When asked why target vessel revascularization was chosen as the primary endpoint, Gwon said, “Practically, we don’t have enough data to enroll with sufficient power to study hard endpoints, so we selected a softer endpoint to gain some ideas about the duration of clopidogrel.”

While the author noted that the discontinuation of clopidogrel could be attempted when risk profiles of patients are considered, he said this small, underpowered study provides only a hypothesis about clopidogrel therapy. “We have many more questions than answers for the issue of clopidogrel,” Gwon concluded.

Panelist Sanjay Kaul, MD, of Cedars-Sinai in Los Angeles said, “Dual-antiplatelet therapy's intended target is thrombotic endpoint and you used target vessel revascularization [as the primary endpoint] and that is not the intended target of dual-antiplatelet therapy.” Kaul asked Gwon why TVR was chosen as the primary composite endpoint.

“You are quite right that this study is underpowered to test hard endpoints that we are really interested in—MI, cardiac death, among others,” said Gwon. However, he noted the several different trials comparing the shorter and longer duration of DAPT. “We know we need a larger number of patients to test this … so we can label this as hypothesis generating rather than answering a question.”

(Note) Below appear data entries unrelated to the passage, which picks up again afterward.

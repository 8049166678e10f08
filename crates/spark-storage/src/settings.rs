use anyhow::{Context, Result};
use rusqlite::{params, Connection, OptionalExtension};
use serde::{Deserialize, Serialize};

use crate::Store;

pub const DEFAULT_ASSISTANT_NAME: &str = "Spark";
pub const DEFAULT_THEME_COLOR: &str = "#00ffcc";

#[derive(Debug, Clone, PartialEq, Eq, Serialize, Deserialize)]
pub struct Setting {
    pub key: String,
    pub value: String,
}

pub(crate) fn seed_defaults(conn: &Connection) -> Result<()> {
    for (key, value) in [
        ("assistant_name", DEFAULT_ASSISTANT_NAME),
        ("theme_color", DEFAULT_THEME_COLOR),
    ] {
        conn.execute(
            "INSERT OR IGNORE INTO settings (key, value) VALUES (?1, ?2)",
            params![key, value],
        )
        .with_context(|| format!("seed setting {key} failed"))?;
    }
    Ok(())
}

impl Store {
    pub fn get_setting(&self, key: &str) -> Result<Option<String>> {
        let value: Option<Option<String>> = self.read("get setting", |c| {
            c.query_row(
                "SELECT value FROM settings WHERE key = ?1",
                params![key],
                |r| r.get(0),
            )
            .optional()
        })?;
        Ok(value.flatten())
    }

    /// Last write wins.
    pub fn save_setting(&self, key: &str, value: &str) -> Result<()> {
        self.write(
            "STORE.save_setting",
            "E_SETTING_SAVE",
            Some(serde_json::json!({"key": key, "value_chars": value.len()})),
            |c| {
                c.execute(
                    "INSERT OR REPLACE INTO settings (key, value) VALUES (?1, ?2)",
                    params![key, value],
                )
                .map(|_| ())
            },
        )
    }

    pub fn get_all_settings(&self) -> Result<Vec<Setting>> {
        self.read("list settings", |c| {
            let mut stmt = c.prepare("SELECT key, value FROM settings ORDER BY key")?;
            let rows = stmt.query_map([], |r| {
                Ok(Setting {
                    key: r.get(0)?,
                    value: r.get::<_, Option<String>>(1)?.unwrap_or_default(),
                })
            })?;
            rows.collect()
        })
    }
}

"In a noninferior trial, the challenge is always how to define margins and we fix the margins to have an absolute risk margin or a relative risk margin,” said Kaul. He noted that there has been controversy as to whether you fix the margin as a relative or absolute risk because if you fixed the margin as a relative margin you may fail to meet the primary endpoint.

Because the EXCELLENT trial was fixed to an absolute risk margin, the primary endpoint was met, said Kaul. “Given these issues, I think it’s not possible to draw any definitive conclusions from this study.”

Gwon concluded that the take home message of the study is at least in low-risk patients, maybe in a few years, "clopidogrel can be safely discontinued at about six months, especially for patients at a high risk of bleeding.”